1632 By George Herbert

The Parson's Condescending.

THe Countrey Parson is a Lover of old Customes, if
they be good, and harmlesse; and the rather, because
Countrey people are much addicted to them, so that to
favour them therein is to win their hearts, and to oppose
them therin is to deject them. If there be any ill in the
custome, that may be severed from the good, he pares the
apple, and gives them the clean to feed on. Particularly, he
loves Procession, and maintains it, because there are con-
tained therein 4 manifest advantages. First, a blessing of
God for the fruits of the field: Secondly, justice in the Pre-
servation of bounds: Thirdly, Charity in loving walking,
and neighbourly accompanying one another, with reconciling
of differences at that time, if there be any: Fourthly, Mercy
in releeving the poor by a liberall distribution and largesse,
which at that time is, or ought to be used. Wherefore he
exacts of all to bee present at the perambulation, and those
that withdraw, and sever themselves from it, he mislikes, and
reproves as uncharitable, and unneighbourly; and if they
will not reforme, presents them. Nay, he is so farre from
condemning such assemblies, that he rather procures them
to be often, as knowing that absence breedes strangeness,
but presence love. Now Love is his business, and aime;
wherefore he likes well, that his Parish at good times invite
one another to their houses, and he urgeth them to it: and
somtimes, where he knowes there hath been or is a little
difference, hee takes one of the parties, and goes with him
to the other, and all dine or sup together.

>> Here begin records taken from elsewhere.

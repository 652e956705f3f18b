//! Report sink: renders one analysis record into human- and
//! machine-readable artifacts.
//!
//! Rendering is split from writing so the dashboard or tests can reuse the
//! pure render functions. [`ReportWriter`] persists four artifacts per call
//! under `out_dir/<call_id>/`: a role-tagged transcript, a one-row CSV score
//! table, the full JSON record, and a single-page HTML report. A record with
//! zero segments renders fine; the missing transcript is stated, not an
//! error.

use std::fs;
use std::path::{Path, PathBuf};

use callscore_record::{AnalysisRecord, SpeakerRole};

#[derive(Debug, thiserror::Error)]
pub enum ReportError {
    #[error("io error: {0}")]
    Io(#[from] std::io::Error),
    #[error("serialization error: {0}")]
    Serialization(#[from] serde_json::Error),
}

pub type Result<T> = std::result::Result<T, ReportError>;

/// Writes report artifacts under a base output directory.
pub struct ReportWriter {
    out_dir: PathBuf,
}

impl ReportWriter {
    pub fn new(out_dir: impl Into<PathBuf>) -> Self {
        Self {
            out_dir: out_dir.into(),
        }
    }

    /// Renders and writes all artifacts for one record, returning the
    /// per-call directory they landed in.
    pub fn write(&self, record: &AnalysisRecord) -> Result<PathBuf> {
        let call_dir = self.out_dir.join(&record.call_id);
        fs::create_dir_all(&call_dir)?;

        fs::write(call_dir.join("transcript.txt"), render_transcript(record))?;
        fs::write(call_dir.join("report.csv"), render_csv(record))?;
        fs::write(
            call_dir.join("analysis.json"),
            serde_json::to_string_pretty(record)?,
        )?;
        fs::write(call_dir.join("report.html"), render_html(record))?;

        tracing::info!(call_id = %record.call_id, dir = %call_dir.display(), "wrote report");
        Ok(call_dir)
    }
}

/// Role-tagged turn rendering. Consecutive segments from the same speaker
/// are grouped into one turn, stamped with the turn's start time.
pub fn render_transcript(record: &AnalysisRecord) -> String {
    if record.transcript.is_empty() {
        return format!("(no speech transcribed for call {})\n", record.call_id);
    }

    let mut lines: Vec<String> = Vec::new();
    let mut turn_role: Option<SpeakerRole> = None;
    let mut turn_start = 0u64;
    let mut turn_text: Vec<&str> = Vec::new();

    for segment in &record.transcript {
        if turn_role == Some(segment.speaker_role) {
            turn_text.push(segment.text.as_str());
            continue;
        }
        if let Some(role) = turn_role {
            lines.push(format_turn(turn_start, role, &turn_text));
        }
        turn_role = Some(segment.speaker_role);
        turn_start = segment.start_ms;
        turn_text = vec![segment.text.as_str()];
    }
    if let Some(role) = turn_role {
        lines.push(format_turn(turn_start, role, &turn_text));
    }

    lines.join("\n") + "\n"
}

fn format_turn(start_ms: u64, role: SpeakerRole, text: &[&str]) -> String {
    format!("[{}] {}: {}", clock(start_ms), role, text.join(" "))
}

fn clock(ms: u64) -> String {
    let total_secs = ms / 1000;
    format!("{:02}:{:02}", total_secs / 60, total_secs % 60)
}

/// One header row and one data row per record. Score components collapse
/// into a `category=score` list so the column set stays stable as
/// categories come and go.
pub fn render_csv(record: &AnalysisRecord) -> String {
    let header = [
        "call_id",
        "created_at",
        "provider_used",
        "intent",
        "composite_score",
        "failed_flags",
        "scores",
        "amounts",
        "dates",
        "payment_modes",
    ];

    let scores = record
        .scores
        .iter()
        .map(|c| format!("{}={:.1}", c.category, c.normalized_value))
        .collect::<Vec<_>>()
        .join("|");
    let failed = record
        .failed_flags()
        .iter()
        .map(|f| f.flag.to_string())
        .collect::<Vec<_>>()
        .join("|");

    let row = [
        record.call_id.clone(),
        record.created_at.to_rfc3339(),
        record.provider_used.clone(),
        record.intent.to_string(),
        format!("{:.1}", record.composite_score),
        failed,
        scores,
        record.entities.amounts.join("|"),
        record.entities.dates.join("|"),
        record.entities.payment_modes.join("|"),
    ];

    let mut csv = header.join(",");
    csv.push('\n');
    csv.push_str(
        &row.iter()
            .map(|field| csv_field(field))
            .collect::<Vec<_>>()
            .join(","),
    );
    csv.push('\n');
    csv
}

fn csv_field(value: &str) -> String {
    if value.contains(',') || value.contains('"') || value.contains('\n') {
        format!("\"{}\"", value.replace('"', "\"\""))
    } else {
        value.to_string()
    }
}

/// Single-page HTML report: metadata, compliance flags, score table,
/// extracted entities, and the turn-grouped transcript.
pub fn render_html(record: &AnalysisRecord) -> String {
    let flags = if record.compliance_flags.is_empty() {
        "<li>-</li>".to_string()
    } else {
        record
            .compliance_flags
            .iter()
            .map(|f| {
                format!(
                    "<li>{}: <b>{}</b></li>",
                    escape_html(&f.flag.to_string()),
                    if f.passed { "pass" } else { "FAIL" }
                )
            })
            .collect::<Vec<_>>()
            .join("\n")
    };

    let score_rows = if record.scores.is_empty() {
        "<tr><td colspan=\"4\">no scorable categories</td></tr>".to_string()
    } else {
        record
            .scores
            .iter()
            .map(|c| {
                format!(
                    "<tr><td>{}</td><td>{:.3}</td><td>{:.2}</td><td>{:.1}</td></tr>",
                    escape_html(&c.category.to_string()),
                    c.raw_value,
                    c.weight,
                    c.normalized_value
                )
            })
            .collect::<Vec<_>>()
            .join("\n")
    };

    format!(
        r#"<html>
<head>
    <meta charset="utf-8">
    <title>Call Analysis - {call_id}</title>
</head>
<body>
<h1>Call Analysis Report</h1>
<p><b>Call:</b> {call_id}</p>
<p><b>Created:</b> {created_at}</p>
<p><b>Provider:</b> {provider}</p>
<p><b>Duration:</b> {duration}</p>

<h2>Intent: {intent}</h2>
<h2>Composite score: {composite:.1}</h2>

<h3>Compliance flags</h3>
<ul>
{flags}
</ul>

<h3>Scores</h3>
<table border="1" cellpadding="4">
<tr><th>category</th><th>raw</th><th>weight</th><th>score</th></tr>
{score_rows}
</table>

<h3>Entities</h3>
<ul>
<li>Amounts: {amounts}</li>
<li>Dates: {dates}</li>
<li>Payment modes: {modes}</li>
</ul>

<h3>Transcript</h3>
<pre style="white-space: pre-wrap; font-family: monospace;">
{transcript}
</pre>
</body>
</html>
"#,
        call_id = escape_html(&record.call_id),
        created_at = record.created_at.to_rfc3339(),
        provider = escape_html(&record.provider_used),
        duration = clock(record.call_duration_ms),
        intent = record.intent,
        composite = record.composite_score,
        flags = flags,
        score_rows = score_rows,
        amounts = list_or_dash(&record.entities.amounts),
        dates = list_or_dash(&record.entities.dates),
        modes = list_or_dash(&record.entities.payment_modes),
        transcript = escape_html(&render_transcript(record)),
    )
}

fn list_or_dash(items: &[String]) -> String {
    if items.is_empty() {
        "-".to_string()
    } else {
        escape_html(&items.join(", "))
    }
}

fn escape_html(value: &str) -> String {
    value
        .replace('&', "&amp;")
        .replace('<', "&lt;")
        .replace('>', "&gt;")
}

#[cfg(test)]
mod tests {
    use super::*;
    use callscore_record::{
        ComplianceFlag, FlagKind, RecordBuilder, ScoreComponent, ScoreSummary, SignalCategory,
        TranscriptSegment,
    };

    fn seg(start_ms: u64, end_ms: u64, role: SpeakerRole, text: &str) -> TranscriptSegment {
        TranscriptSegment {
            start_ms,
            end_ms,
            speaker_role: role,
            speaker_label: None,
            text: text.to_string(),
        }
    }

    fn sample_record() -> AnalysisRecord {
        RecordBuilder::new("calls/call_0042.wav", "mock", "2025-03-01T10:00:00Z".parse().unwrap())
            .transcript(vec![
                seg(0, 4000, SpeakerRole::Agent, "Hello, this call is recorded."),
                seg(4200, 6000, SpeakerRole::Agent, "Am I speaking with Mr. Rao?"),
                seg(6500, 8000, SpeakerRole::Customer, "Yes, speaking."),
            ])
            .scores(ScoreSummary {
                components: vec![ScoreComponent {
                    category: SignalCategory::Disclosure,
                    raw_value: 1.0,
                    weight: 1.0,
                    normalized_value: 100.0,
                }],
                composite_score: 100.0,
                flags: vec![ComplianceFlag {
                    flag: FlagKind::Disclosure,
                    passed: true,
                }],
            })
            .build()
            .unwrap()
    }

    fn empty_record() -> AnalysisRecord {
        RecordBuilder::new("dropped.wav", "mock", "2025-03-01T10:00:00Z".parse().unwrap())
            .transcript(Vec::new())
            .scores(ScoreSummary {
                components: Vec::new(),
                composite_score: 0.0,
                flags: vec![ComplianceFlag {
                    flag: FlagKind::Scorable,
                    passed: false,
                }],
            })
            .build()
            .unwrap()
    }

    #[test]
    fn transcript_groups_consecutive_same_role_segments() {
        let text = render_transcript(&sample_record());
        let lines: Vec<&str> = text.lines().collect();
        assert_eq!(lines.len(), 2);
        assert_eq!(
            lines[0],
            "[00:00] agent: Hello, this call is recorded. Am I speaking with Mr. Rao?"
        );
        assert_eq!(lines[1], "[00:06] customer: Yes, speaking.");
    }

    #[test]
    fn transcript_tolerates_zero_segments() {
        let text = render_transcript(&empty_record());
        assert!(text.contains("no speech transcribed"));
        assert!(text.contains("dropped"));
    }

    #[test]
    fn csv_has_header_and_matching_row() {
        let csv = render_csv(&sample_record());
        let lines: Vec<&str> = csv.lines().collect();
        assert_eq!(lines.len(), 2);
        assert!(lines[0].starts_with("call_id,created_at,provider_used"));
        assert!(lines[1].starts_with("call_0042,"));
        assert!(lines[1].contains("disclosure=100.0"));
        assert_eq!(lines[0].split(',').count(), 10);
    }

    #[test]
    fn csv_escapes_embedded_commas() {
        assert_eq!(csv_field("plain"), "plain");
        assert_eq!(csv_field("a,b"), "\"a,b\"");
        assert_eq!(csv_field("say \"hi\""), "\"say \"\"hi\"\"\"");
    }

    #[test]
    fn html_carries_flags_and_transcript() {
        let html = render_html(&sample_record());
        assert!(html.contains("<title>Call Analysis - call_0042</title>"));
        assert!(html.contains("Call Analysis Report"));
        assert!(html.contains("disclosure: <b>pass</b>"));
        assert!(html.contains("this call is recorded"));

        let html = render_html(&empty_record());
        assert!(html.contains("scorable: <b>FAIL</b>"));
        assert!(html.contains("no scorable categories"));
    }

    #[test]
    fn writer_emits_all_four_artifacts() {
        let dir = tempfile::tempdir().unwrap();
        let writer = ReportWriter::new(dir.path());

        let call_dir = writer.write(&sample_record()).unwrap();
        assert_eq!(call_dir, dir.path().join("call_0042"));
        for name in ["transcript.txt", "report.csv", "analysis.json", "report.html"] {
            assert!(call_dir.join(name).is_file(), "missing {name}");
        }

        let json = std::fs::read_to_string(call_dir.join("analysis.json")).unwrap();
        let back: AnalysisRecord = serde_json::from_str(&json).unwrap();
        assert_eq!(back, sample_record());
    }

    #[test]
    fn writer_tolerates_empty_record() {
        let dir = tempfile::tempdir().unwrap();
        let call_dir = ReportWriter::new(dir.path()).write(&empty_record()).unwrap();
        assert!(call_dir.join("transcript.txt").is_file());
    }
}
//! Text analysis over role-attributed transcripts.
//!
//! Three independent layers: compliance/quality signals ([`extract_signals`]),
//! regex entity extraction ([`extract_entities`]), and call intent
//! classification ([`classify_intent`]). All of them are pure functions of
//! the transcript and configuration, so the same call always produces the
//! same analysis.

mod entities;
mod intent;
mod signals;

pub use entities::extract_entities;
pub use intent::classify_intent;
pub use signals::extract_signals;

use serde::{Deserialize, Serialize};

/// Phrase sets driving the signal rules. The defaults carry a realistic
/// collections vocabulary; deployments override them per policy.
#[derive(Debug, Clone, PartialEq, Serialize, Deserialize)]
#[serde(default)]
pub struct SignalConfig {
    /// Phrases that satisfy the mandatory recording/debt disclosure,
    /// matched case-insensitively as substrings of agent speech.
    pub disclosure_phrases: Vec<String>,
    /// Terms an agent must never use. Matched on word boundaries.
    pub prohibited_lexicon: Vec<String>,
    /// Phrases that count as a customer committing to a payment.
    pub commitment_patterns: Vec<String>,
}

impl Default for SignalConfig {
    fn default() -> Self {
        Self {
            disclosure_phrases: to_strings(&[
                "this call is recorded",
                "this call may be recorded",
                "call is being recorded",
                "on a recorded line",
                "attempt to collect a debt",
                "for quality and compliance",
            ]),
            prohibited_lexicon: to_strings(&[
                "arrest",
                "jail",
                "police",
                "sue you",
                "lawsuit",
                "legal action",
                "seize",
                "blacklist",
                "shut up",
                "idiot",
                "stupid",
                "useless",
                "liar",
            ]),
            commitment_patterns: to_strings(&[
                "i will pay",
                "i'll pay",
                "i can pay",
                "i promise to pay",
                "will make the payment",
                "will transfer",
                "will pay by",
                "going to pay",
            ]),
        }
    }
}

fn to_strings(items: &[&str]) -> Vec<String> {
    items.iter().map(|s| s.to_string()).collect()
}

/// Case-insensitive substring match against a configured phrase set.
/// Returns the first matching phrase, trimmed.
pub(crate) fn matches_any_phrase(text: &str, phrases: &[String]) -> Option<String> {
    let lower = text.to_lowercase();
    phrases
        .iter()
        .map(|phrase| phrase.trim())
        .find(|phrase| !phrase.is_empty() && lower.contains(&phrase.to_lowercase()))
        .map(str::to_string)
}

There is much
preaching in this friendliness. Another old Custome there is
of saying, when light is brought in, God send us the light of
heaven; And the Parson likes this very well; neither is he
affraid of praising, or praying to God at all times, but is
rather glad of catching opportunities to do them. Light is a
great Blessing, and as great as food, for which we give
thanks: and those that thinke this superstitious, neither
know superstition, nor themselves. As for those that are
ashamed to use this forme, as being old, and obsolete, and
not the fashion, he reformes, and teaches them, that at
Baptisme they professed not to be ashamed of Christs Cross,
or for any shame to leave that which is good. He that is
ashamed in small things, will extend his pusillanimity to
is greater. Rather should a Christian Souldier take such
occasions to harden himseife, and to further his exercises
of Mortification.

Editor's Note: Herbert uses the "pare the apple" image with retelling jokes.